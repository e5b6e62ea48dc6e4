//! s3-walker - Parallel S3 Bucket Enumerator
//!
//! A library (and small CLI) for enumerating the objects in an
//! S3-compatible bucket and streaming them to a consumer as a lazy
//! sequence.
//!
//! # Features
//!
//! - **Parallel Hierarchical Walk**: the bucket is treated as a directory
//!   tree via delimited listings; a pool of workers explores common
//!   prefixes concurrently, so wide buckets enumerate far faster than a
//!   single paginated scan.
//!
//! - **Streaming Output**: results are delivered as a finite stream of
//!   `Result<ObjectRecord, WalkerError>`; the consumer reads at its own
//!   pace and backpressure propagates to the workers.
//!
//! - **Clean Termination**: outstanding work is tracked by a pair of
//!   counters incremented before hand-off and decremented after delivery;
//!   the stream closes exactly once, when both reach zero.
//!
//! - **Pluggable Object Store**: the engine consumes a single-page listing
//!   trait, implemented for the AWS SDK and for an in-memory mock.
//!
//! # Example
//!
//! ```no_run
//! use std::sync::Arc;
//! use s3_walker::client::AwsObjectStore;
//! use s3_walker::config::{CredentialSource, ListConfig};
//! use s3_walker::walker::BucketWalker;
//! use tokio_stream::StreamExt;
//!
//! # async fn run() {
//! let store = Arc::new(
//!     AwsObjectStore::connect(&CredentialSource::Environment, None, None).await,
//! );
//! let config = ListConfig::new("my-bucket").with_prefix("logs/").with_concurrency(16);
//!
//! let mut stream = BucketWalker::new(store, config).start();
//! while let Some(event) = stream.next().await {
//!     match event {
//!         Ok(record) => println!("{}", record.key),
//!         Err(error) => eprintln!("walk failed: {error}"),
//!     }
//! }
//! # }
//! ```

pub mod client;
pub mod config;
pub mod error;
pub mod walker;

pub use client::{AwsObjectStore, MockObjectStore, ObjectOwner, ObjectPage, ObjectRecord,
    ObjectStoreClient, PageRequest};
pub use config::{CredentialSource, ListConfig, RetryPolicy};
pub use error::{ClientError, ConfigError, Result, WalkerError};
pub use walker::{list_flat, BucketWalker, ListEvent, ObjectStream, WalkStats};
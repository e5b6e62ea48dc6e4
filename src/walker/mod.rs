//! Parallel bucket enumeration engine
//!
//! This module implements breadth-first exploration of the pseudo-directory
//! tree an S3 bucket exposes through delimited listings.
//!
//! # Architecture
//!
//! ```text
//!                  ┌────────────────────────────┐
//!                  │        BucketWalker        │
//!                  │  - seeds the start prefix  │
//!                  │  - watches the counters    │
//!                  └─────────────┬──────────────┘
//!                                │
//!        ┌───────────────────────┼───────────────────────┐
//!        │                       │                       │
//!  ┌─────▼─────┐           ┌─────▼─────┐           ┌─────▼─────┐
//!  │  Worker 1 │           │  Worker 2 │           │  Worker N │
//!  │  fetcher  │           │  fetcher  │           │  fetcher  │
//!  └─────┬─────┘           └─────┬─────┘           └─────┬─────┘
//!        │ child prefixes        │                       │
//!        └───────────────────────┼───────────────────────┘
//!                                ▼
//!                  ┌────────────────────────────┐
//!                  │       PendingQueue         │
//!                  │  unbounded ingress, pump,  │
//!                  │  bounded dispatch egress   │
//!                  └────────────────────────────┘
//!
//!  records: workers ──▶ forwarder ──▶ ObjectStream (consumer)
//! ```
//!
//! Termination is driven by two counters (outstanding prefixes, in-flight
//! objects) that are incremented before work is handed off and decremented
//! after it is fully processed; the walk is done when both read zero.

pub mod coordinator;
pub mod counters;
pub mod fetcher;
pub mod flat;
pub mod queue;
pub mod worker;

use tokio_stream::wrappers::ReceiverStream;

use crate::client::ObjectRecord;
use crate::error::WalkerError;

pub use coordinator::{BucketWalker, WalkStats};
pub use flat::list_flat;

/// One element of the output stream: a discovered object or a terminal
/// error sentinel.
pub type ListEvent = Result<ObjectRecord, WalkerError>;

/// Lazy, finite stream of listing results. Closed exactly once, after the
/// last record (or the terminal sentinel) has been delivered.
pub type ObjectStream = ReceiverStream<ListEvent>;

* Prompt
Copy each line of the records containing the string "tree".

* Solution
//!   tree via delimited listings; a pool of workers explores common
//! tree an S3 bucket exposes through delimited listings.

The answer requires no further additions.